The number of individuals that are in need of these services is increasing rapidly, due in large part to the ageing of baby boomers, the generation born from 1946 through 1964. Reports from the U.S. Census Bureau say that there are now approximately 73 million baby boomers.
The oldest members of the group turn 74 this year, and by 2030, all of them will over 65 years of age.
Elder Law Attorneys Maintain Loyalty To Baby Boom Generation
The Administration for Community Living’s most recent report on older Americans additionally shows that the number of individuals who are 65 and more increased from 37.8 million to 50.9 million in 2017. It predicts that the total will be as high as 94.7 million come 2060.
“Unlike most practices, elder law really focuses on the age of the people who we serve rather than the particular subject areas,” says Shirley Berger Whitenack, an accomplice at Schenck, Price, Smith and King in Florham Park, New Jersey, and a past leader of the National Academy of Elder Law Attorneys.

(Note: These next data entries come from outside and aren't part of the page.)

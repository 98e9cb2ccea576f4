//! Frame broadcast server: fixed-count accept phase, then fan-out streaming

use std::net::SocketAddr;
use std::sync::atomic::{AtomicU64, AtomicUsize, Ordering};
use std::sync::Arc;
use std::time::Duration;

use tokio::net::{TcpListener, TcpStream};
use tokio_util::sync::CancellationToken;
use tracing::{debug, info, warn};

use crate::error::ConnectionError;
use crate::protocol::{DEFAULT_FRAME_PORT, DEFAULT_WRITE_TIMEOUT, MAX_FRAME_SIZE};
use crate::source::FrameSource;
use crate::transport::encode;

use super::subscribers::{Subscriber, SubscriberId, SubscriberSet};

/// Back-off after a failed accept (e.g. descriptor exhaustion)
const ACCEPT_RETRY_DELAY: Duration = Duration::from_millis(100);

/// Broadcast server configuration
#[derive(Debug, Clone)]
pub struct ServerConfig {
    /// Address to listen on
    pub listen_addr: SocketAddr,
    /// Consumers to wait for before streaming starts
    pub expected_consumers: usize,
    /// Per-connection bound on writing one frame
    pub write_timeout: Duration,
    /// Frames larger than this are not broadcast
    pub max_frame_size: usize,
    /// Keep accepting consumers while streaming
    pub accept_late_joiners: bool,
}

impl Default for ServerConfig {
    fn default() -> Self {
        Self {
            listen_addr: SocketAddr::from(([127, 0, 0, 1], DEFAULT_FRAME_PORT)),
            expected_consumers: 1,
            write_timeout: DEFAULT_WRITE_TIMEOUT,
            max_frame_size: MAX_FRAME_SIZE,
            accept_late_joiners: false,
        }
    }
}

/// Statistics about server state (returned as a snapshot from atomic counters)
#[derive(Debug, Clone, Default, PartialEq, Eq)]
pub struct ServerStats {
    pub consumers_connected: usize,
    pub consumers_accepted: u64,
    pub consumers_dropped: u64,
    pub frames_produced: u64,
    pub frames_oversized: u64,
    /// Sum of successful per-consumer deliveries
    pub frames_delivered: u64,
}

/// Internal atomic counters for lock-free stats tracking
#[derive(Default)]
struct AtomicServerStats {
    consumers_connected: AtomicUsize,
    consumers_accepted: AtomicU64,
    consumers_dropped: AtomicU64,
    frames_produced: AtomicU64,
    frames_oversized: AtomicU64,
    frames_delivered: AtomicU64,
}

impl AtomicServerStats {
    fn snapshot(&self) -> ServerStats {
        ServerStats {
            consumers_connected: self.consumers_connected.load(Ordering::Relaxed),
            consumers_accepted: self.consumers_accepted.load(Ordering::Relaxed),
            consumers_dropped: self.consumers_dropped.load(Ordering::Relaxed),
            frames_produced: self.frames_produced.load(Ordering::Relaxed),
            frames_oversized: self.frames_oversized.load(Ordering::Relaxed),
            frames_delivered: self.frames_delivered.load(Ordering::Relaxed),
        }
    }
}

struct ServerShared {
    subscribers: SubscriberSet,
    stats: AtomicServerStats,
    next_id: AtomicU64,
}

impl ServerShared {
    async fn register(&self, stream: TcpStream, peer: SocketAddr) -> SubscriberId {
        if let Err(e) = stream.set_nodelay(true) {
            debug!(peer = %peer, error = %e, "Failed to set TCP_NODELAY");
        }
        let id = self.next_id.fetch_add(1, Ordering::Relaxed);
        let count = self
            .subscribers
            .insert(Subscriber::new(id, peer, stream))
            .await;
        self.stats
            .consumers_accepted
            .fetch_add(1, Ordering::Relaxed);
        self.stats
            .consumers_connected
            .store(count, Ordering::Relaxed);
        id
    }
}

/// Handle for observing a running server
#[derive(Clone)]
pub struct ServerHandle {
    shared: Arc<ServerShared>,
}

impl ServerHandle {
    pub fn stats(&self) -> ServerStats {
        self.shared.stats.snapshot()
    }

    pub async fn subscriber_count(&self) -> usize {
        self.shared.subscribers.len().await
    }
}

/// A bound, not yet running, broadcast server
pub struct BroadcastServer {
    listener: TcpListener,
    config: ServerConfig,
    shared: Arc<ServerShared>,
}

impl BroadcastServer {
    /// Bind the listening socket.
    pub async fn bind(config: ServerConfig) -> Result<Self, ConnectionError> {
        let listener = TcpListener::bind(config.listen_addr)
            .await
            .map_err(|source| ConnectionError::Bind {
                addr: config.listen_addr,
                source,
            })?;
        info!(
            addr = %config.listen_addr,
            expected = config.expected_consumers,
            late_join = config.accept_late_joiners,
            "Frame server listening"
        );

        Ok(Self {
            listener,
            config,
            shared: Arc::new(ServerShared {
                subscribers: SubscriberSet::default(),
                stats: AtomicServerStats::default(),
                next_id: AtomicU64::new(0),
            }),
        })
    }

    /// Address actually bound (resolves port 0)
    pub fn local_addr(&self) -> std::io::Result<SocketAddr> {
        self.listener.local_addr()
    }

    pub fn handle(&self) -> ServerHandle {
        ServerHandle {
            shared: Arc::clone(&self.shared),
        }
    }

    /// Accept the expected consumers, then broadcast every frame from
    /// `source` until it ends or `cancel` fires. All connections are closed
    /// before returning.
    pub async fn run<S>(self, source: &mut S, cancel: CancellationToken) -> ServerStats
    where
        S: FrameSource + ?Sized,
    {
        let Self {
            listener,
            config,
            shared,
        } = self;

        if !accept_expected(&listener, &config, &shared, &cancel).await {
            info!("Cancelled during accept phase");
            return finish(&shared, &config).await;
        }

        // Fixed membership drops the listener so late connects are refused
        let late_cancel = cancel.child_token();
        let late_accept = if config.accept_late_joiners {
            let shared = Arc::clone(&shared);
            let cancel = late_cancel.clone();
            Some(tokio::spawn(accept_late(listener, shared, cancel)))
        } else {
            drop(listener);
            None
        };

        let consumers = shared.subscribers.len().await;
        info!(consumers, "Streaming started");
        stream_frames(source, &config, &shared, &cancel).await;

        late_cancel.cancel();
        if let Some(task) = late_accept {
            if let Err(e) = task.await {
                warn!(error = %e, "Late accept task failed");
            }
        }

        finish(&shared, &config).await
    }
}

/// Bind, accept and stream in one call.
pub async fn serve<S>(
    config: ServerConfig,
    source: &mut S,
    cancel: CancellationToken,
) -> Result<ServerStats, ConnectionError>
where
    S: FrameSource + ?Sized,
{
    let server = BroadcastServer::bind(config).await?;
    Ok(server.run(source, cancel).await)
}

/// Returns false if cancelled before enough consumers connected.
async fn accept_expected(
    listener: &TcpListener,
    config: &ServerConfig,
    shared: &ServerShared,
    cancel: &CancellationToken,
) -> bool {
    let mut accepted = 0;
    while accepted < config.expected_consumers {
        tokio::select! {
            _ = cancel.cancelled() => return false,
            result = listener.accept() => match result {
                Ok((stream, peer)) => {
                    shared.register(stream, peer).await;
                    accepted += 1;
                    info!(
                        peer = %peer,
                        accepted,
                        expected = config.expected_consumers,
                        "Consumer connected"
                    );
                }
                Err(e) => {
                    warn!(error = %ConnectionError::Accept(e), "Accept failed");
                    tokio::time::sleep(ACCEPT_RETRY_DELAY).await;
                }
            }
        }
    }
    true
}

async fn accept_late(listener: TcpListener, shared: Arc<ServerShared>, cancel: CancellationToken) {
    loop {
        tokio::select! {
            _ = cancel.cancelled() => break,
            result = listener.accept() => match result {
                Ok((stream, peer)) => {
                    let id = shared.register(stream, peer).await;
                    info!(peer = %peer, subscriber = id, "Late consumer joined");
                }
                Err(e) => {
                    warn!(error = %ConnectionError::Accept(e), "Accept failed");
                    tokio::time::sleep(ACCEPT_RETRY_DELAY).await;
                }
            }
        }
    }
    debug!("Late accept loop stopped");
}

async fn stream_frames<S>(
    source: &mut S,
    config: &ServerConfig,
    shared: &ServerShared,
    cancel: &CancellationToken,
) where
    S: FrameSource + ?Sized,
{
    let stats = &shared.stats;
    let mut reported_empty = false;

    loop {
        let frame = tokio::select! {
            _ = cancel.cancelled() => {
                info!("Streaming cancelled");
                return;
            }
            frame = source.next_frame() => frame,
        };

        let Some(frame) = frame else {
            info!("Frame source ended");
            return;
        };
        stats.frames_produced.fetch_add(1, Ordering::Relaxed);

        if frame.len() > config.max_frame_size {
            stats.frames_oversized.fetch_add(1, Ordering::Relaxed);
            warn!(
                len = frame.len(),
                max = config.max_frame_size,
                "Dropping oversized frame"
            );
            continue;
        }

        let encoded = encode(&frame);
        let Some(fan_out) = shared
            .subscribers
            .broadcast(&encoded, config.write_timeout, cancel)
            .await
        else {
            info!("Streaming cancelled during fan-out");
            return;
        };

        stats
            .frames_delivered
            .fetch_add(fan_out.delivered as u64, Ordering::Relaxed);
        stats
            .consumers_dropped
            .fetch_add(fan_out.dropped as u64, Ordering::Relaxed);
        stats
            .consumers_connected
            .store(fan_out.remaining, Ordering::Relaxed);
        debug!(
            len = frame.len(),
            delivered = fan_out.delivered,
            "Frame broadcast"
        );

        if fan_out.remaining == 0 && !reported_empty {
            info!("No consumers connected");
            reported_empty = true;
        } else if fan_out.remaining > 0 {
            reported_empty = false;
        }
    }
}

async fn finish(shared: &ServerShared, config: &ServerConfig) -> ServerStats {
    let closed = shared.subscribers.close_all(config.write_timeout).await;
    shared.stats.consumers_connected.store(0, Ordering::Relaxed);
    let stats = shared.stats.snapshot();
    info!(
        closed,
        produced = stats.frames_produced,
        delivered = stats.frames_delivered,
        dropped = stats.consumers_dropped,
        "Frame server stopped"
    );
    stats
}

Whitenack, who began her training in 1985, said that unique issues confronting baby boomers also make elder law unusual today. One of those issues emerges from individuals of that age living in an uncommon financial well-being in comparison to that of their progenitors, the majority of whom were paid pensions and Social Security retirement benefits.
Many of the baby boom generations will get fewer returns, she says, which could prompt issues with financing their long-term care at home, in aided living shelters or in nursing homes. if they turn out to be or not be veterans or don’t have long-term care assurance, they may need to depend on Medicaid once they come up short on cash.
“Medicaid planning is a minefield, and it’s fraught with all kinds of traps for the unwary,” Whitenack says.
Pennsylvania & New Jersey Elder Financial Abuse Law Firm
If you or someone you know has been the victim of elder financial abuse or fraud, please contact our attorneys immediately for a free consultation at 215-462-3330 or by using our online contact form.